* _Problem description_
Retype the entire listing, keeping every word as it is.

* _Records shown_
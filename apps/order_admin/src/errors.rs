// apps/order_admin/src/errors.rs

use actix_web::{HttpResponse, ResponseError};
use order_lifecycle::{GatewayError, LifecycleError, StoreError};
use serde_json::json;
use thiserror::Error;

#[derive(Debug, Error)]
pub enum AppError {
  #[error("Validation Error: {0}")]
  Validation(String),

  #[error("Authentication Required: {0}")]
  Unauthorized(String),

  #[error("Forbidden: {0}")]
  Forbidden(String),

  #[error("Resource Not Found: {0}")]
  NotFound(String),

  #[error("Configuration Error: {0}")]
  Config(String),

  #[error("Payment Provider Error: {0}")]
  Payment(#[from] GatewayError),

  #[error("Internal Server Error: {0}")]
  Internal(String),
}

impl From<StoreError> for AppError {
  fn from(err: StoreError) -> Self {
    match err {
      StoreError::NotFound(id) => AppError::NotFound(format!("Order {} not found.", id)),
      other => AppError::Internal(other.to_string()),
    }
  }
}

impl From<LifecycleError> for AppError {
  fn from(err: LifecycleError) -> Self {
    match err {
      LifecycleError::UnknownAction(_)
      | LifecycleError::InvalidStatus { .. }
      | LifecycleError::Validation(_)
      | LifecycleError::NotShipped { .. } => AppError::Validation(err.to_string()),
      LifecycleError::NotFound(id) => AppError::NotFound(format!("Order {} not found.", id)),
      LifecycleError::Configuration(m) => AppError::Config(m),
      LifecycleError::Gateway(e) => AppError::Payment(e),
      LifecycleError::Store(e) => AppError::from(e),
    }
  }
}

impl ResponseError for AppError {
  fn error_response(&self) -> HttpResponse {
    tracing::error!(application_error = %self, "Responding with error");
    match self {
      AppError::Validation(m) => HttpResponse::BadRequest().json(json!({"error": m})),
      AppError::Unauthorized(m) => HttpResponse::Unauthorized().json(json!({"error": m})),
      AppError::Forbidden(m) => HttpResponse::Forbidden().json(json!({"error": m})),
      AppError::NotFound(m) => HttpResponse::NotFound().json(json!({"error": m})),
      AppError::Config(m) => {
        HttpResponse::InternalServerError().json(json!({"error": "Configuration issue", "detail": m}))
      }
      AppError::Payment(e) => HttpResponse::InternalServerError()
        .json(json!({"error": "Payment provider error", "detail": e.to_string()})),
      AppError::Internal(m) => {
        HttpResponse::InternalServerError().json(json!({"error": "An internal error occurred", "detail": m}))
      }
    }
  }
}

pub type Result<T, E = AppError> = std::result::Result<T, E>;

#[cfg(test)]
mod tests {
  use super::*;
  use actix_web::http::StatusCode;
  use order_lifecycle::OrderId;

  #[test]
  fn lifecycle_errors_map_to_status_codes() {
    let cases = [
      (LifecycleError::UnknownAction("archive".into()), StatusCode::BAD_REQUEST),
      (
        LifecycleError::InvalidStatus { value: "LOST".into(), valid: "PENDING".into() },
        StatusCode::BAD_REQUEST,
      ),
      (LifecycleError::NotFound(OrderId::new("o1")), StatusCode::NOT_FOUND),
      (LifecycleError::Configuration("no mail".into()), StatusCode::INTERNAL_SERVER_ERROR),
      (
        LifecycleError::Gateway(GatewayError::Unreachable("timeout".into())),
        StatusCode::INTERNAL_SERVER_ERROR,
      ),
    ];
    for (err, expected) in cases {
      assert_eq!(AppError::from(err).error_response().status(), expected);
    }
  }

  #[test]
  fn store_errors_map_to_status_codes() {
    let missing = AppError::from(StoreError::NotFound(OrderId::new("o1")));
    assert!(matches!(missing, AppError::NotFound(_)));
    assert_eq!(missing.error_response().status(), StatusCode::NOT_FOUND);

    let conflict = AppError::from(StoreError::Conflict("order number ORD-1 already exists".into()));
    assert!(matches!(conflict, AppError::Internal(_)));
    assert_eq!(conflict.error_response().status(), StatusCode::INTERNAL_SERVER_ERROR);
  }
}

* _Answer section_
filename apps/order_admin/src/errors.rs
// apps/order_admin/src/errors.rs

use actix_web::{HttpResponse, ResponseError};
use order_lifecycle::{GatewayError, LifecycleError, StoreError};
use serde_json::json;
use thiserror::Error;

#[derive(Debug, Error)]
pub enum AppError {
  #[error("Validation Error: {0}")]
  Validation(String),

  #[error("Authentication Required: {0}")]
  Unauthorized(String),

  #[error("Forbidden: {0}")]
  Forbidden(String),

  #[error("Resource Not Found: {0}")]
  NotFound(String),

  #[error("Configuration Error: {0}")]
  Config(String),

  #[error("Payment Provider Error: {0}")]
  Payment(#[from] GatewayError),

  #[error("Internal Server Error: {0}")]
  Internal(String),
}

impl From<StoreError> for AppError {
  fn from(err: StoreError) -> Self {
    match err {
      StoreError::NotFound(id) => AppError::NotFound(format!("Order {} not found.", id)),
      other => AppError::Internal(other.to_string()),
    }
  }
}

impl From<LifecycleError> for AppError {
  fn from(err: LifecycleError) -> Self {
    match err {
      LifecycleError::UnknownAction(_)
      | LifecycleError::InvalidStatus { .. }
      | LifecycleError::Validation(_)
      | LifecycleError::NotShipped { .. } => AppError::Validation(err.to_string()),
      LifecycleError::NotFound(id) => AppError::NotFound(format!("Order {} not found.", id)),
      LifecycleError::Configuration(m) => AppError::Config(m),
      LifecycleError::Gateway(e) => AppError::Payment(e),
      LifecycleError::Store(e) => AppError::from(e),
    }
  }
}

impl ResponseError for AppError {
  fn error_response(&self) -> HttpResponse {
    tracing::error!(application_error = %self, "Responding with error");
    match self {
      AppError::Validation(m) => HttpResponse::BadRequest().json(json!({"error": m})),
      AppError::Unauthorized(m) => HttpResponse::Unauthorized().json(json!({"error": m})),
      AppError::Forbidden(m) => HttpResponse::Forbidden().json(json!({"error": m})),
      AppError::NotFound(m) => HttpResponse::NotFound().json(json!({"error": m})),
      AppError::Config(m) => {
        HttpResponse::InternalServerError().json(json!({"error": "Configuration issue", "detail": m}))
      }
      AppError::Payment(e) => HttpResponse::InternalServerError()
        .json(json!({"error": "Payment provider error", "detail": e.to_string()})),
      AppError::Internal(m) => {
        HttpResponse::InternalServerError().json(json!({"error": "An internal error occurred", "detail": m}))
      }
    }
  }
}

pub type Result<T, E = AppError> = std::result::Result<T, E>;

#[cfg(test)]
mod tests {
  use super::*;
  use actix_web::http::StatusCode;
  use order_lifecycle::OrderId;

  #[test]
  fn lifecycle_errors_map_to_status_codes() {
    let cases = [
      (LifecycleError::UnknownAction("archive".into()), StatusCode::BAD_REQUEST),
      (
        LifecycleError::InvalidStatus { value: "LOST".into(), valid: "PENDING".into() },
        StatusCode::BAD_REQUEST,
      ),
      (LifecycleError::NotFound(OrderId::new("o1")), StatusCode::NOT_FOUND),
      (LifecycleError::Configuration("no mail".into()), StatusCode::INTERNAL_SERVER_ERROR),
      (
        LifecycleError::Gateway(GatewayError::Unreachable("timeout".into())),
        StatusCode::INTERNAL_SERVER_ERROR,
      ),
    ];
    for (err, expected) in cases {
      assert_eq!(AppError::from(err).error_response().status(), expected);
    }
  }

  #[test]
  fn store_errors_map_to_status_codes() {
    let missing = AppError::from(StoreError::NotFound(OrderId::new("o1")));
    assert!(matches!(missing, AppError::NotFound(_)));
    assert_eq!(missing.error_response().status(), StatusCode::NOT_FOUND);

    let conflict = AppError::from(StoreError::Conflict("order number ORD-1 already exists".into()));
    assert!(matches!(conflict, AppError::Internal(_)));
    assert_eq!(conflict.error_response().status(), StatusCode::INTERNAL_SERVER_ERROR);
  }
}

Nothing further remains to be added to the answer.